It also has the effect of increasing the A ₁ transformation point. W has a particularly large effect of enhancing high temperature strength and wear resistance, while Mo is more advantageous than W in terms of toughness. If it is too large, coarse carbides will be formed and the toughness will be excessively lowered. Therefore, W or Mo alone or in combination (1 / 2W + Mo) should be 12.00% or less, and if it is too low, the effect of the above addition is insufficient, so 0.20% or more. To do.

V is a strong carbide-forming element, forms a residual carbide, has a large effect of refining the crystal grains, and imparts improved wear resistance at high temperatures.
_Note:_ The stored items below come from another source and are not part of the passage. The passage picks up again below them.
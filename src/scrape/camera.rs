//! Chamber of Deputies stenographic report scraper
//!
//! The Chamber publishes one PDF per sitting at a predictable URL. There is
//! no index to query, so the scraper probes sitting numbers with HEAD
//! requests, reads each sitting's date off its info page, and discovers on
//! its own which legislatures it must walk to cover the requested date range.

use std::collections::{HashMap, HashSet};
use std::path::Path;

use chrono::{NaiveDate, Utc};
use serde_json::{Map, Value};
use tracing::{debug, info, warn};

use crate::error::Result;
use crate::http::HttpClient;
use crate::scrape::{dates, write_sidecar, ScrapeStats};

/// Default site root
const BASE_URL: &str = "https://documenti.camera.it";

/// Sitting numbers probed to estimate a legislature's extent
const PROBE_SITTINGS: &[u32] = &[
    1, 5, 10, 20, 50, 100, 200, 300, 400, 500, 600, 700, 800, 900, 1000,
];

/// Consecutive missing sittings that end a legislature scan
const MAX_CONSECUTIVE_MISSING: u32 = 50;

/// Sittings scanned beyond the highest probe hit
const SCAN_OVERRUN: u32 = 100;

/// How far back/forward legislature discovery walks
const BACKWARD_SEARCH_SPAN: i32 = 20;
const FORWARD_SEARCH_SPAN: i32 = 10;

/// What probing found out about one legislature
#[derive(Debug, Clone, Default)]
struct LegislatureInfo {
    exists: bool,
    earliest_date: Option<NaiveDate>,
    latest_date: Option<NaiveDate>,
    max_sitting_found: u32,
}

impl LegislatureInfo {
    /// Whether the legislature's sampled date span overlaps `[from, to]`
    fn overlaps(&self, from: NaiveDate, to: NaiveDate) -> bool {
        match (self.earliest_date, self.latest_date) {
            (Some(earliest), Some(latest)) => !(latest < from || earliest > to),
            _ => false,
        }
    }
}

/// Scraper for documenti.camera.it
pub struct CameraScraper {
    http: HttpClient,
    base_url: String,
    legislature_cache: HashMap<String, LegislatureInfo>,
    processed: HashSet<(String, u32)>,
}

impl CameraScraper {
    /// Create a scraper against the production site
    pub fn new(http: HttpClient) -> Self {
        Self::with_base_url(http, BASE_URL)
    }

    /// Create a scraper against an explicit site root (tests)
    pub fn with_base_url(http: HttpClient, base_url: &str) -> Self {
        Self {
            http,
            base_url: base_url.trim_end_matches('/').to_string(),
            legislature_cache: HashMap::new(),
            processed: HashSet::new(),
        }
    }

    fn pdf_url(&self, leg: &str, sitting: u32) -> String {
        format!(
            "{}/leg{}/resoconti/assemblea/html/sed{:04}/stenografico.pdf",
            self.base_url, leg, sitting
        )
    }

    fn info_url(&self, leg: &str, sitting: u32) -> String {
        format!(
            "{}/leg{}/resoconti/assemblea/html/sed{:04}/stenografico.htm",
            self.base_url, leg, sitting
        )
    }

    /// Harvest every sitting in `[from, to]`, starting discovery at
    /// `start_legislature` and walking to neighbors as needed.
    pub async fn run(
        &mut self,
        start_legislature: &str,
        from: Option<NaiveDate>,
        to: Option<NaiveDate>,
        out_dir: &Path,
    ) -> Result<ScrapeStats> {
        info!(
            legislature = start_legislature,
            from = %from.map(|d| d.to_string()).unwrap_or_else(|| "beginning".into()),
            to = %to.map(|d| d.to_string()).unwrap_or_else(|| "today".into()),
            "starting Chamber harvest"
        );

        let legislatures = match from {
            Some(from) => {
                self.legislatures_for_range(start_legislature, from, to)
                    .await?
            }
            None => vec![start_legislature.to_string()],
        };

        if legislatures.is_empty() {
            warn!("no legislature covers the requested range");
            return Ok(ScrapeStats::default());
        }

        let mut stats = ScrapeStats::default();
        for leg in &legislatures {
            info!(legislature = %leg, "scanning legislature");
            stats.merge(self.scan_legislature(leg, from, to, out_dir).await?);
        }

        info!(
            downloaded = stats.downloaded,
            skipped = stats.skipped,
            errors = stats.errors,
            "Chamber harvest complete"
        );
        Ok(stats)
    }

    /// Probe a legislature's extent, caching the result
    async fn discover_legislature(&mut self, leg: &str) -> Result<LegislatureInfo> {
        if let Some(info) = self.legislature_cache.get(leg) {
            return Ok(info.clone());
        }

        debug!(legislature = leg, "probing legislature extent");
        let mut info = LegislatureInfo::default();
        let mut found_dates = Vec::new();

        for &sitting in PROBE_SITTINGS {
            let (exists, date) = self.check_sitting(leg, sitting).await?;
            if exists {
                info.exists = true;
                info.max_sitting_found = info.max_sitting_found.max(sitting);
                if let Some(date) = date {
                    found_dates.push(date);
                }
            }
            self.http.polite_delay().await;
        }

        info.earliest_date = found_dates.iter().min().copied();
        info.latest_date = found_dates.iter().max().copied();

        if info.exists {
            debug!(
                legislature = leg,
                earliest = ?info.earliest_date,
                latest = ?info.latest_date,
                max_sitting = info.max_sitting_found,
                "legislature discovered"
            );
        } else {
            debug!(legislature = leg, "legislature does not exist");
        }

        self.legislature_cache.insert(leg.to_string(), info.clone());
        Ok(info)
    }

    /// Find every legislature needed to cover `[from, to]`
    async fn legislatures_for_range(
        &mut self,
        start_legislature: &str,
        from: NaiveDate,
        to: Option<NaiveDate>,
    ) -> Result<Vec<String>> {
        let to = to.unwrap_or_else(|| Utc::now().date_naive());
        let start_num: i32 = start_legislature
            .parse()
            .map_err(|_| crate::error::IngestError::scrape("legislature must be numeric"))?;

        let mut needed: Vec<String> = Vec::new();
        let start_info = self.discover_legislature(start_legislature).await?;

        if start_info.exists && start_info.earliest_date.is_some() {
            if start_info.overlaps(from, to) {
                needed.push(start_legislature.to_string());
            }

            // Walk backward while the range start predates this legislature
            if start_info.earliest_date.unwrap_or(to) > from {
                for num in ((start_num - BACKWARD_SEARCH_SPAN).max(1)..start_num).rev() {
                    let leg = num.to_string();
                    let info = self.discover_legislature(&leg).await?;
                    let Some(latest) = info.latest_date else { continue };

                    if latest >= from {
                        needed.push(leg);
                        if info.earliest_date.map_or(false, |earliest| earliest <= from) {
                            break;
                        }
                    } else {
                        break;
                    }
                }
            }

            // Walk forward while the range end postdates this legislature
            if start_info.latest_date.unwrap_or(from) < to {
                for num in (start_num + 1)..(start_num + FORWARD_SEARCH_SPAN) {
                    let leg = num.to_string();
                    let info = self.discover_legislature(&leg).await?;
                    let Some(earliest) = info.earliest_date else { break };

                    if earliest <= to {
                        needed.push(leg);
                        if info.latest_date.map_or(false, |latest| latest >= to) {
                            break;
                        }
                    } else {
                        break;
                    }
                }
            }
        } else {
            // Starting point is bad; sweep the neighborhood
            debug!("starting legislature not usable, extended search");
            for offset in -10i32..10 {
                let num = start_num + offset;
                if num < 1 {
                    continue;
                }
                let leg = num.to_string();
                let info = self.discover_legislature(&leg).await?;
                if info.overlaps(from, to) {
                    needed.push(leg);
                }
            }
        }

        needed.sort_by_key(|l| l.parse::<i32>().unwrap_or(0));
        needed.dedup();
        info!(legislatures = ?needed, "legislatures to process");
        Ok(needed)
    }

    /// HEAD the sitting PDF and, when present, read its date off the info page
    async fn check_sitting(&self, leg: &str, sitting: u32) -> Result<(bool, Option<NaiveDate>)> {
        if !self.http.head_ok(&self.pdf_url(leg, sitting)).await? {
            return Ok((false, None));
        }
        let date = match self.http.get_text(&self.info_url(leg, sitting)).await {
            Ok(Some(body)) => dates::extract_date(&body),
            _ => None,
        };
        Ok((true, date))
    }

    /// Scan sittings 1..max+overrun, downloading everything in range
    async fn scan_legislature(
        &mut self,
        leg: &str,
        from: Option<NaiveDate>,
        to: Option<NaiveDate>,
        out_dir: &Path,
    ) -> Result<ScrapeStats> {
        let info = self.discover_legislature(leg).await?;
        if !info.exists {
            warn!(legislature = leg, "legislature not found");
            return Ok(ScrapeStats::default());
        }

        let end_sitting = info.max_sitting_found + SCAN_OVERRUN;
        let mut stats = ScrapeStats::default();
        let mut consecutive_missing = 0u32;

        for sitting in 1..=end_sitting {
            let (exists, date) = self.check_sitting(leg, sitting).await?;

            if !exists {
                consecutive_missing += 1;
                if consecutive_missing >= MAX_CONSECUTIVE_MISSING {
                    debug!(
                        legislature = leg,
                        sitting, "too many consecutive missing sittings, stopping"
                    );
                    break;
                }
                continue;
            }
            consecutive_missing = 0;

            if let Some(date) = date {
                if from.map_or(false, |f| date < f) || to.map_or(false, |t| date > t) {
                    stats.skipped += 1;
                    continue;
                }
            }

            match self.download_sitting(leg, sitting, date, out_dir).await {
                Ok(true) => stats.downloaded += 1,
                Ok(false) => stats.skipped += 1,
                Err(e) => {
                    warn!(legislature = leg, sitting, error = %e, "sitting download failed");
                    stats.errors += 1;
                }
            }

            self.http.polite_delay().await;
        }

        info!(
            legislature = leg,
            downloaded = stats.downloaded,
            errors = stats.errors,
            "legislature scan complete"
        );
        Ok(stats)
    }

    /// Download one sitting PDF and write its sidecar.
    ///
    /// Returns `Ok(false)` when the file was already present or the sitting
    /// was seen through another legislature.
    async fn download_sitting(
        &mut self,
        leg: &str,
        sitting: u32,
        date: Option<NaiveDate>,
        out_dir: &Path,
    ) -> Result<bool> {
        let key = (leg.to_string(), sitting);
        if self.processed.contains(&key) {
            return Ok(false);
        }

        let filename = match date {
            Some(date) => format!("camera_leg{leg}_sed{sitting:04}_{date}.pdf"),
            None => format!("camera_leg{leg}_sed{sitting:04}_unknown_date.pdf"),
        };
        let year_dir = date
            .map(|d| d.format("%Y").to_string())
            .unwrap_or_else(|| "unknown_year".to_string());
        let dest = out_dir
            .join(format!("legislatura_{leg}"))
            .join(year_dir)
            .join(&filename);

        if dest.exists() {
            debug!(file = %filename, "already downloaded");
            self.processed.insert(key);
            return Ok(false);
        }

        info!(file = %filename, "downloading sitting");
        self.http
            .download_to_file(&self.pdf_url(leg, sitting), &dest, Some("application/pdf"))
            .await?;

        let mut fields = Map::new();
        fields.insert("legislatura".into(), Value::String(leg.to_string()));
        fields.insert("seduta".into(), Value::Number(sitting.into()));
        fields.insert("source".into(), Value::String("camera".into()));
        fields.insert(
            "document_type".into(),
            Value::String("stenographic_report".into()),
        );
        fields.insert(
            "institution".into(),
            Value::String("camera_deputati".into()),
        );
        fields.insert("language".into(), Value::String("it".into()));
        write_sidecar(&dest, fields, date)?;

        self.processed.insert(key);
        Ok(true)
    }
}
Also, during tempering, fine carbides are deposited in the matrix, and W,
Co-addition with Mo has a great effect of increasing the strength in a high temperature range of 600 to 650 ° C or higher, and also an effect of increasing the A ₁ transformation point. V is added in order to obtain the above effect, but if it is too much, coarse carbides are formed and the toughness decreases, so 3.
It should be less than 00%. In some cases, no addition is made, but in order to obtain the effect of the above addition, it is generally preferable to contain 0.05% or more.

Ni is added as a solid solution in the matrix to enhance toughness and hardenability, and is added depending on the purpose and application. If it is too large, the annealing hardness will be excessively high, the machinability will be deteriorated, and the A ₁ transformation point will be excessively lowered, so it is made 4.00% or less.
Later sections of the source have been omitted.